**Exercise prompt**
The listing below must be given again in full, exactly.

**Records supplied**
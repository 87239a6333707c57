use super::{say, Operation};
use crate::config::VmConfig;
use crate::context::Context;
use crate::error::{CoreError, Result};
use std::sync::Arc;

/// VM execution is frozen: suspended, saved to disk or paused.
///
/// The three hypervisor states behave identically and share this type.
pub struct Suspended {
    pub(crate) config: VmConfig,
    pub(crate) ctx: Arc<Context>,
}

impl Suspended {
    pub(crate) fn new(config: VmConfig, ctx: Arc<Context>) -> Self {
        Self { config, ctx }
    }

    pub(crate) async fn start(&self) -> Result<()> {
        self.resume().await
    }

    pub(crate) fn stop(&self) -> Result<()> {
        Err(CoreError::MustResume(Operation::Stop))
    }

    pub(crate) fn suspend(&self) -> Result<()> {
        say(&self.ctx, "PCF Dev is already suspended.")
    }

    pub(crate) async fn resume(&self) -> Result<()> {
        self.ctx.ui.say("Resuming VM...");
        self.ctx
            .vbox
            .resume_vm(&self.config)
            .await
            .map_err(CoreError::ResumeVm)?;
        say(&self.ctx, "PCF Dev is now running.")
    }
}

**Exercise solution**
repository 87239a6333707c57
use super::{say, Operation};
use crate::config::VmConfig;
use crate::context::Context;
use crate::error::{CoreError, Result};
use std::sync::Arc;

/// VM execution is frozen: suspended, saved to disk or paused.
///
/// The three hypervisor states behave identically and share this type.
pub struct Suspended {
    pub(crate) config: VmConfig,
    pub(crate) ctx: Arc<Context>,
}

impl Suspended {
    pub(crate) fn new(config: VmConfig, ctx: Arc<Context>) -> Self {
        Self { config, ctx }
    }

    pub(crate) async fn start(&self) -> Result<()> {
        self.resume().await
    }

    pub(crate) fn stop(&self) -> Result<()> {
        Err(CoreError::MustResume(Operation::Stop))
    }

    pub(crate) fn suspend(&self) -> Result<()> {
        say(&self.ctx, "PCF Dev is already suspended.")
    }

    pub(crate) async fn resume(&self) -> Result<()> {
        self.ctx.ui.say("Resuming VM...");
        self.ctx
            .vbox
            .resume_vm(&self.config)
            .await
            .map_err(CoreError::ResumeVm)?;
        say(&self.ctx, "PCF Dev is now running.")
    }
}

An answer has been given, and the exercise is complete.